Brett Bailey was born in 1967 and completed a postgraduate diploma in performance studies at the Dasarts Master of Theatre in Amsterdam. He has worked throughout South Africa, and in Zimbabwe, Uganda, Haiti, the UK and across Europe.[3] His acclaimed iconoclastic dramas, which interrogate the dynamics of the post-colonial world, include Big Dada, Ipi Zombi, iMumbo Jumbo and Orfeus. His performance installations include Blood Diamonds: Terminal and Exhibit A: Deutsch Sudwestafrika. He directed the opening show at the 4th World Summit on Arts and Culture (2009),[4] and from 2006 until 2011 has directed the opening shows for the Harare International Festival of the Arts.[5] He has been the curator of Africa Centre's Infecting the City since 2008.[6]


The work of Bailey investigates the many layers and intricacies of colonial and post-colonial Africa.[7]

Bailey's earlier works – Ipi Zombi, iMumbo Jumbo and The Prophet – are grouped together under the title Plays of Miracle and Wonder (which is the title of a book on Bailey's plays) and incorporate ceremony and sacrament. These works are aggressive with Bailey using drums, screams, knives and broken glass to break down the audiences' defences.[8]

In Ipi Zombi, Bailiey evoked a 1996 witch-hunt in which several women were blamed and killed for the death of twelve boys in a minivan accident. It combined Xhosa and Christian ritual. Author Zakes Mda claimed Ipi Zombi to be a "A work of genius that maps out a path to a new South African theatre ..."[9]

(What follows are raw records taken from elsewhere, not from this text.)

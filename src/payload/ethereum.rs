//! Ethereum payloads: header, uncles, transactions with their receipts,
//! and the state/storage trie nodes touched by the block.

use super::{
    check_chain, decode_hex, ConvertedData, DecodeError, Header,
    PayloadConverter, RawChainData, Receipt, StateNode, StorageNode, Transaction, Uncle,
};
use crate::chain::{ChainType, Height};
use serde_derive::{Deserialize, Serialize};

#[derive(Debug, Clone, Default, PartialEq, Eq, Serialize, Deserialize)]
pub struct RawEthPayload {
    pub header: RawEthHeader,
    #[serde(default)]
    pub uncles: Vec<RawEthUncle>,
    #[serde(default)]
    pub transactions: Vec<RawEthTransaction>,
    #[serde(default)]
    pub receipts: Vec<RawEthReceipt>,
    #[serde(default)]
    pub state_nodes: Vec<RawEthStateNode>,
    #[serde(default)]
    pub storage_nodes: Vec<RawEthStorageNode>,
}

#[derive(Debug, Clone, Default, PartialEq, Eq, Serialize, Deserialize)]
pub struct RawEthHeader {
    pub hash: String,
    pub parent_hash: String,
    pub number: Height,
    pub timestamp: u64,
    pub raw: String,
}

#[derive(Debug, Clone, Default, PartialEq, Eq, Serialize, Deserialize)]
pub struct RawEthUncle {
    pub hash: String,
    pub raw: String,
}

#[derive(Debug, Clone, Default, PartialEq, Eq, Serialize, Deserialize)]
pub struct RawEthTransaction {
    pub hash: String,
    pub from: String,
    /// `None` for contract creations
    pub to: Option<String>,
    pub raw: String,
}

#[derive(Debug, Clone, Default, PartialEq, Eq, Serialize, Deserialize)]
pub struct RawEthReceipt {
    pub tx_hash: String,
    pub contract_address: Option<String>,
    #[serde(default)]
    pub logs: Vec<RawEthLog>,
    pub raw: String,
}

#[derive(Debug, Clone, Default, PartialEq, Eq, Serialize, Deserialize)]
pub struct RawEthLog {
    pub address: String,
    pub topics: Vec<String>,
}

#[derive(Debug, Clone, Default, PartialEq, Eq, Serialize, Deserialize)]
pub struct RawEthStateNode {
    pub key: String,
    pub leaf: bool,
    pub raw: String,
}

#[derive(Debug, Clone, Default, PartialEq, Eq, Serialize, Deserialize)]
pub struct RawEthStorageNode {
    pub state_key: String,
    pub key: String,
    pub leaf: bool,
    pub raw: String,
}

impl RawEthPayload {
    pub fn to_raw_chain_data(&self) -> serde_json::Result<RawChainData> {
        Ok(RawChainData {
            chain: ChainType::Ethereum,
            height: self.header.number,
            data: serde_json::to_vec(self)?,
        })
    }
}

#[derive(Debug, Clone, Copy, Default)]
pub struct EthConverter;

impl PayloadConverter for EthConverter {
    fn convert(&self, raw: &RawChainData) -> Result<ConvertedData, DecodeError> {
        check_chain(ChainType::Ethereum, raw)?;
        let payload: RawEthPayload =
            serde_json::from_slice(&raw.data).map_err(|e| DecodeError::Json {
                height: raw.height,
                reason: e.to_string(),
            })?;

        if payload.header.number != raw.height {
            return Err(DecodeError::HeightMismatch {
                expected: raw.height,
                found: payload.header.number,
            });
        }
        if payload.transactions.len() != payload.receipts.len() {
            return Err(DecodeError::CountMismatch {
                transactions: payload.transactions.len(),
                receipts: payload.receipts.len(),
            });
        }

        let header = Header {
            hash: payload.header.hash.to_lowercase(),
            parent_hash: payload.header.parent_hash.to_lowercase(),
            height: payload.header.number,
            timestamp: payload.header.timestamp,
            raw: decode_hex("header.raw", &payload.header.raw)?,
        };

        let uncles = payload
            .uncles
            .iter()
            .map(|uncle| {
                Ok(Uncle {
                    hash: uncle.hash.to_lowercase(),
                    raw: decode_hex("uncle.raw", &uncle.raw)?,
                })
            })
            .collect::<Result<Vec<_>, DecodeError>>()?;

        let mut transactions = Vec::with_capacity(payload.transactions.len());
        let mut receipts = Vec::with_capacity(payload.receipts.len());
        for (index, (tx, rct)) in payload
            .transactions
            .iter()
            .zip(payload.receipts.iter())
            .enumerate()
        {
            let tx_hash = tx.hash.to_lowercase();
            if rct.tx_hash.to_lowercase() != tx_hash {
                return Err(DecodeError::ReceiptMismatch {
                    index,
                    transaction: tx_hash,
                    receipt: rct.tx_hash.clone(),
                });
            }

            let mut topics: [Vec<String>; 4] = Default::default();
            let mut log_contracts = vec![];
            for log in &rct.logs {
                if log.topics.len() > 4 {
                    return Err(DecodeError::TooManyTopics {
                        tx_hash,
                        count: log.topics.len(),
                    });
                }
                for (position, topic) in log.topics.iter().enumerate() {
                    let topic = topic.to_lowercase();
                    if !topics[position].contains(&topic) {
                        topics[position].push(topic);
                    }
                }
                let address = eth_address(&log.address);
                if !log_contracts.contains(&address) {
                    log_contracts.push(address);
                }
            }

            transactions.push(Transaction {
                hash: tx_hash.clone(),
                index: index as u32,
                src: vec![eth_address(&tx.from)],
                dst: tx.to.as_deref().map(eth_address).into_iter().collect(),
                raw: decode_hex("transaction.raw", &tx.raw)?,
            });
            receipts.push(Receipt {
                tx_hash,
                contract: rct
                    .contract_address
                    .as_deref()
                    .map(eth_address)
                    .unwrap_or_default(),
                log_contracts,
                topics,
                raw: decode_hex("receipt.raw", &rct.raw)?,
            });
        }

        let state_nodes = payload
            .state_nodes
            .iter()
            .map(|node| {
                Ok(StateNode {
                    key: node.key.to_lowercase(),
                    leaf: node.leaf,
                    raw: decode_hex("state_node.raw", &node.raw)?,
                })
            })
            .collect::<Result<Vec<_>, DecodeError>>()?;

        let storage_nodes = payload
            .storage_nodes
            .iter()
            .map(|node| {
                Ok(StorageNode {
                    state_key: node.state_key.to_lowercase(),
                    key: node.key.to_lowercase(),
                    leaf: node.leaf,
                    raw: decode_hex("storage_node.raw", &node.raw)?,
                })
            })
            .collect::<Result<Vec<_>, DecodeError>>()?;

        Ok(ConvertedData {
            chain: ChainType::Ethereum,
            header,
            uncles,
            transactions,
            receipts,
            state_nodes,
            storage_nodes,
        })
    }
}

fn eth_address(address: &str) -> String {
    ChainType::Ethereum.normalize_address(address)
}
use crate::chain::{ChainType, Height};
use data_encoding::HEXLOWER_PERMISSIVE;
use serde_derive::{Deserialize, Serialize};
use std::sync::Arc;
use thiserror::Error;

pub mod bitcoin;
pub mod ethereum;

/// Opaque chain payload as delivered by the upstream node at `height`
#[derive(Debug, Clone, PartialEq, Eq, Serialize, Deserialize)]
pub struct RawChainData {
    pub chain: ChainType,
    pub height: Height,
    pub data: Vec<u8>,
}

#[derive(Debug, Clone, PartialEq, Eq, Serialize, Deserialize)]
pub struct Header {
    pub hash: String,
    pub parent_hash: String,
    pub height: Height,
    pub timestamp: u64,
    pub raw: Vec<u8>,
}

#[derive(Debug, Clone, PartialEq, Eq, Serialize, Deserialize)]
pub struct Uncle {
    pub hash: String,
    pub raw: Vec<u8>,
}

#[derive(Debug, Clone, PartialEq, Eq, Serialize, Deserialize)]
pub struct Transaction {
    pub hash: String,
    pub index: u32,
    /// Sender addresses: the signer on Ethereum, every spent input on Bitcoin
    pub src: Vec<String>,
    /// Recipient addresses, empty for an Ethereum contract creation
    pub dst: Vec<String>,
    pub raw: Vec<u8>,
}

#[derive(Debug, Clone, PartialEq, Eq, Serialize, Deserialize)]
pub struct Receipt {
    pub tx_hash: String,
    /// Address of the contract created by the transaction, empty otherwise
    pub contract: String,
    /// Addresses of the contracts that emitted the receipt's logs
    pub log_contracts: Vec<String>,
    /// Log topics grouped by position 0..=3
    pub topics: [Vec<String>; 4],
    pub raw: Vec<u8>,
}

#[derive(Debug, Clone, PartialEq, Eq, Serialize, Deserialize)]
pub struct StateNode {
    pub key: String,
    pub leaf: bool,
    pub raw: Vec<u8>,
}

#[derive(Debug, Clone, PartialEq, Eq, Serialize, Deserialize)]
pub struct StorageNode {
    pub state_key: String,
    pub key: String,
    pub leaf: bool,
    pub raw: Vec<u8>,
}

/// Decoded form of one [RawChainData], scoped to a single pipeline pass
#[derive(Debug, Clone, PartialEq, Eq, Serialize, Deserialize)]
pub struct ConvertedData {
    pub chain: ChainType,
    pub header: Header,
    pub uncles: Vec<Uncle>,
    pub transactions: Vec<Transaction>,
    pub receipts: Vec<Receipt>,
    pub state_nodes: Vec<StateNode>,
    pub storage_nodes: Vec<StorageNode>,
}

impl ConvertedData {
    pub fn height(&self) -> Height {
        self.header.height
    }
}

#[derive(Debug, Error, Clone, PartialEq, Eq)]
pub enum DecodeError {
    #[error("payload at height {height} is not valid json: {reason}")]
    Json { height: Height, reason: String },
    #[error("field {field} is not valid hex: {value}")]
    Hex { field: &'static str, value: String },
    #[error("payload was delivered for height {expected} but encodes height {found}")]
    HeightMismatch { expected: Height, found: Height },
    #[error("payload has {transactions} transactions but {receipts} receipts")]
    CountMismatch { transactions: usize, receipts: usize },
    #[error("receipt {index} belongs to transaction {receipt} instead of {transaction}")]
    ReceiptMismatch {
        index: usize,
        transaction: String,
        receipt: String,
    },
    #[error("log of transaction {tx_hash} has {count} topics")]
    TooManyTopics { tx_hash: String, count: usize },
    #[error("{found} payload handed to the {expected} converter")]
    ChainMismatch {
        expected: ChainType,
        found: ChainType,
    },
}

/// Turns raw upstream payloads into [ConvertedData]. Pure, no I/O.
pub trait PayloadConverter: Send + Sync {
    fn convert(&self, raw: &RawChainData) -> Result<ConvertedData, DecodeError>;
}

pub fn new_converter(chain: ChainType) -> Arc<dyn PayloadConverter> {
    match chain {
        ChainType::Ethereum => Arc::new(ethereum::EthConverter),
        ChainType::Bitcoin => Arc::new(bitcoin::BtcConverter),
    }
}

pub(crate) fn decode_hex(field: &'static str, value: &str) -> Result<Vec<u8>, DecodeError> {
    let stripped = value.strip_prefix("0x").unwrap_or(value);
    HEXLOWER_PERMISSIVE
        .decode(stripped.as_bytes())
        .map_err(|_| DecodeError::Hex {
            field,
            value: value.to_string(),
        })
}

pub(crate) fn check_chain(expected: ChainType, raw: &RawChainData) -> Result<(), DecodeError> {
    if raw.chain != expected {
        return Err(DecodeError::ChainMismatch {
            expected,
            found: raw.chain,
        });
    }
    Ok(())
}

In other works, such as Orfeus, Bailey takes a softer approach, and looks to highlight the blind, forgotten, the broken and the voiceless. In Orfeus, specifically, the audience is drawn down into an African underworld that is governed by a seedy businessman. Orfeus, and other works, look at a post-colonial, showing a "decaying globalised world in which not only shamanic rituals but also moving music create an entirely unique African atmosphere".[10]

First staged in 2004 in Bern, Switzerland, House of The Holy Afro has been repeatedly staged in Europe and Australia with its last iteration at the Market Theatre Laboratory, Johannesburg, in June 2010. Performer and drag diva, Odidi Mfenyana plays the high priest of the holy house, and leads the performance through an urban funk cabaret that borders on spiritual ritual.[11]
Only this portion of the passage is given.